About this exercise:
Write out the entries again exactly as they are given.

--- Data to examine ---

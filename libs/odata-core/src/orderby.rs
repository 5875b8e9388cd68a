//! `$orderby` grammar parser
//!
//! Comma-separated list of `field` or `field asc|desc` expressions. The
//! direction keyword is case-insensitive and defaults to ascending.

use crate::error::Error;
use crate::{OrderBy, OrderKey, SortDir};

/// Parse the raw value of the `$orderby` query option.
///
/// Key order defines sort precedence. Duplicate fields are not deduplicated
/// here; that is the data source's concern.
///
/// # Errors
/// `Error::OrderBySyntax` when an expression has more than two
/// whitespace-separated tokens or is empty; `Error::InvalidSortDirection`
/// when the second token is not `asc` or `desc`.
pub fn parse_orderby(raw: &str) -> Result<OrderBy, Error> {
    let mut keys = Vec::new();
    for expr in raw.split(',') {
        let mut tokens = expr.split_whitespace();
        let Some(field) = tokens.next() else {
            return Err(Error::OrderBySyntax(format!(
                "empty expression in '{raw}'"
            )));
        };
        let dir = match tokens.next() {
            None => SortDir::Asc,
            Some(word) => match word.to_ascii_lowercase().as_str() {
                "asc" => SortDir::Asc,
                "desc" => SortDir::Desc,
                _ => return Err(Error::InvalidSortDirection(word.to_owned())),
            },
        };
        if tokens.next().is_some() {
            return Err(Error::OrderBySyntax(format!(
                "too many tokens in '{}'",
                expr.trim()
            )));
        }
        keys.push(OrderKey {
            field: field.to_owned(),
            dir,
        });
    }
    Ok(OrderBy(keys))
}
//! Mapping from addressing errors to Problem (pure data)
//!
//! Baseline conversion to RFC 9457 Problem Details without HTTP framework
//! dependencies. The transport layer adds instance paths and trace ids
//! before the Problem becomes a response.

use odata_errors::{ErrDef, Problem};

use crate::error::Error;

const BAD_REQUEST: ErrDef = ErrDef {
    status: 400,
    title: "Bad Request",
    code: "odata.bad_request",
    type_url: "https://errors.odatakit.dev/odata.bad_request",
};

const NOT_FOUND: ErrDef = ErrDef {
    status: 404,
    title: "Not Found",
    code: "odata.not_found",
    type_url: "https://errors.odatakit.dev/odata.not_found",
};

const NOT_IMPLEMENTED: ErrDef = ErrDef {
    status: 501,
    title: "Not Implemented",
    code: "odata.not_implemented",
    type_url: "https://errors.odatakit.dev/odata.not_implemented",
};

const INTERNAL: ErrDef = ErrDef {
    status: 500,
    title: "Internal Server Error",
    code: "odata.internal",
    type_url: "https://errors.odatakit.dev/odata.internal",
};

impl From<Error> for Problem {
    fn from(err: Error) -> Self {
        let detail = err.to_string();
        match err {
            Error::Syntax { .. }
            | Error::TypeMismatch { .. }
            | Error::MissingKey
            | Error::NotAnAlternateKey(_)
            | Error::InvalidKeyValue { .. }
            | Error::UnknownAlias(_)
            | Error::OrderBySyntax(_)
            | Error::InvalidSortDirection(_)
            | Error::InvalidQueryOption { .. }
            | Error::UnsupportedComposition { .. } => BAD_REQUEST.as_problem(detail),

            Error::SegmentNotFound(_) | Error::KeyNotFound { .. } => {
                NOT_FOUND.as_problem(detail)
            }

            Error::NotImplemented(_) => NOT_IMPLEMENTED.as_problem(detail),

            // Registration faults and adapter failures are not the client's
            // fault; hide the specifics.
            Error::InvalidModel(_) | Error::Source(_) => {
                INTERNAL.as_problem("An internal error occurred while resolving the request")
            }
        }
    }
}

#[cfg(test)]
mod tests {
    use super::*;
    use crate::value::PrimitiveKind;

    #[test]
    fn key_errors_map_to_400() {
        let p: Problem = Error::NotAnAlternateKey("Name".to_owned()).into();
        assert_eq!(p.status.as_u16(), 400);
        assert_eq!(p.code, "odata.bad_request");
        assert!(p.detail.contains("Name"));
    }

    #[test]
    fn parse_errors_carry_the_position_in_the_detail() {
        let p: Problem = Error::TypeMismatch {
            pos: 7,
            expected: PrimitiveKind::Int32,
        }
        .into();
        assert_eq!(p.status.as_u16(), 400);
        assert!(p.detail.contains("position 7"));
        assert!(p.detail.contains("Edm.Int32"));
    }

    #[test]
    fn missing_entities_map_to_404() {
        let p: Problem = Error::KeyNotFound {
            set: "Widgets".to_owned(),
            key: "Id=5".to_owned(),
        }
        .into();
        assert_eq!(p.status.as_u16(), 404);
        assert_eq!(p.code, "odata.not_found");
    }

    #[test]
    fn unresolved_segments_map_to_404() {
        let p: Problem = Error::SegmentNotFound("Gadgets".to_owned()).into();
        assert_eq!(p.status.as_u16(), 404);
        assert!(p.detail.contains("Gadgets"));
    }

    #[test]
    fn unsupported_options_map_to_501() {
        let p: Problem = Error::NotImplemented("$search").into();
        assert_eq!(p.status.as_u16(), 501);
        assert!(p.detail.contains("$search"));
    }

    #[test]
    fn internal_faults_hide_specifics() {
        let p: Problem = Error::Source("connection refused to 10.0.0.1".to_owned()).into();
        assert_eq!(p.status.as_u16(), 500);
        assert!(!p.detail.contains("10.0.0.1"));
    }
}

---

The completed task:
filename libs/odata-core/src/orderby.rs
repository 5875b8e9388cd68a
//! `$orderby` grammar parser
//!
//! Comma-separated list of `field` or `field asc|desc` expressions. The
//! direction keyword is case-insensitive and defaults to ascending.

use crate::error::Error;
use crate::{OrderBy, OrderKey, SortDir};

/// Parse the raw value of the `$orderby` query option.
///
/// Key order defines sort precedence. Duplicate fields are not deduplicated
/// here; that is the data source's concern.
///
/// # Errors
/// `Error::OrderBySyntax` when an expression has more than two
/// whitespace-separated tokens or is empty; `Error::InvalidSortDirection`
/// when the second token is not `asc` or `desc`.
pub fn parse_orderby(raw: &str) -> Result<OrderBy, Error> {
    let mut keys = Vec::new();
    for expr in raw.split(',') {
        let mut tokens = expr.split_whitespace();
        let Some(field) = tokens.next() else {
            return Err(Error::OrderBySyntax(format!(
                "empty expression in '{raw}'"
            )));
        };
        let dir = match tokens.next() {
            None => SortDir::Asc,
            Some(word) => match word.to_ascii_lowercase().as_str() {
                "asc" => SortDir::Asc,
                "desc" => SortDir::Desc,
                _ => return Err(Error::InvalidSortDirection(word.to_owned())),
            },
        };
        if tokens.next().is_some() {
            return Err(Error::OrderBySyntax(format!(
                "too many tokens in '{}'",
                expr.trim()
            )));
        }
        keys.push(OrderKey {
            field: field.to_owned(),
            dir,
        });
    }
    Ok(OrderBy(keys))
}
//! Mapping from addressing errors to Problem (pure data)
//!
//! Baseline conversion to RFC 9457 Problem Details without HTTP framework
//! dependencies. The transport layer adds instance paths and trace ids
//! before the Problem becomes a response.

use odata_errors::{ErrDef, Problem};

use crate::error::Error;

const BAD_REQUEST: ErrDef = ErrDef {
    status: 400,
    title: "Bad Request",
    code: "odata.bad_request",
    type_url: "https://errors.odatakit.dev/odata.bad_request",
};

const NOT_FOUND: ErrDef = ErrDef {
    status: 404,
    title: "Not Found",
    code: "odata.not_found",
    type_url: "https://errors.odatakit.dev/odata.not_found",
};

const NOT_IMPLEMENTED: ErrDef = ErrDef {
    status: 501,
    title: "Not Implemented",
    code: "odata.not_implemented",
    type_url: "https://errors.odatakit.dev/odata.not_implemented",
};

const INTERNAL: ErrDef = ErrDef {
    status: 500,
    title: "Internal Server Error",
    code: "odata.internal",
    type_url: "https://errors.odatakit.dev/odata.internal",
};

impl From<Error> for Problem {
    fn from(err: Error) -> Self {
        let detail = err.to_string();
        match err {
            Error::Syntax { .. }
            | Error::TypeMismatch { .. }
            | Error::MissingKey
            | Error::NotAnAlternateKey(_)
            | Error::InvalidKeyValue { .. }
            | Error::UnknownAlias(_)
            | Error::OrderBySyntax(_)
            | Error::InvalidSortDirection(_)
            | Error::InvalidQueryOption { .. }
            | Error::UnsupportedComposition { .. } => BAD_REQUEST.as_problem(detail),

            Error::SegmentNotFound(_) | Error::KeyNotFound { .. } => {
                NOT_FOUND.as_problem(detail)
            }

            Error::NotImplemented(_) => NOT_IMPLEMENTED.as_problem(detail),

            // Registration faults and adapter failures are not the client's
            // fault; hide the specifics.
            Error::InvalidModel(_) | Error::Source(_) => {
                INTERNAL.as_problem("An internal error occurred while resolving the request")
            }
        }
    }
}

#[cfg(test)]
mod tests {
    use super::*;
    use crate::value::PrimitiveKind;

    #[test]
    fn key_errors_map_to_400() {
        let p: Problem = Error::NotAnAlternateKey("Name".to_owned()).into();
        assert_eq!(p.status.as_u16(), 400);
        assert_eq!(p.code, "odata.bad_request");
        assert!(p.detail.contains("Name"));
    }

    #[test]
    fn parse_errors_carry_the_position_in_the_detail() {
        let p: Problem = Error::TypeMismatch {
            pos: 7,
            expected: PrimitiveKind::Int32,
        }
        .into();
        assert_eq!(p.status.as_u16(), 400);
        assert!(p.detail.contains("position 7"));
        assert!(p.detail.contains("Edm.Int32"));
    }

    #[test]
    fn missing_entities_map_to_404() {
        let p: Problem = Error::KeyNotFound {
            set: "Widgets".to_owned(),
            key: "Id=5".to_owned(),
        }
        .into();
        assert_eq!(p.status.as_u16(), 404);
        assert_eq!(p.code, "odata.not_found");
    }

    #[test]
    fn unresolved_segments_map_to_404() {
        let p: Problem = Error::SegmentNotFound("Gadgets".to_owned()).into();
        assert_eq!(p.status.as_u16(), 404);
        assert!(p.detail.contains("Gadgets"));
    }

    #[test]
    fn unsupported_options_map_to_501() {
        let p: Problem = Error::NotImplemented("$search").into();
        assert_eq!(p.status.as_u16(), 501);
        assert!(p.detail.contains("$search"));
    }

    #[test]
    fn internal_faults_hide_specifics() {
        let p: Problem = Error::Source("connection refused to 10.0.0.1".to_owned()).into();
        assert_eq!(p.status.as_u16(), 500);
        assert!(!p.detail.contains("10.0.0.1"));
    }
}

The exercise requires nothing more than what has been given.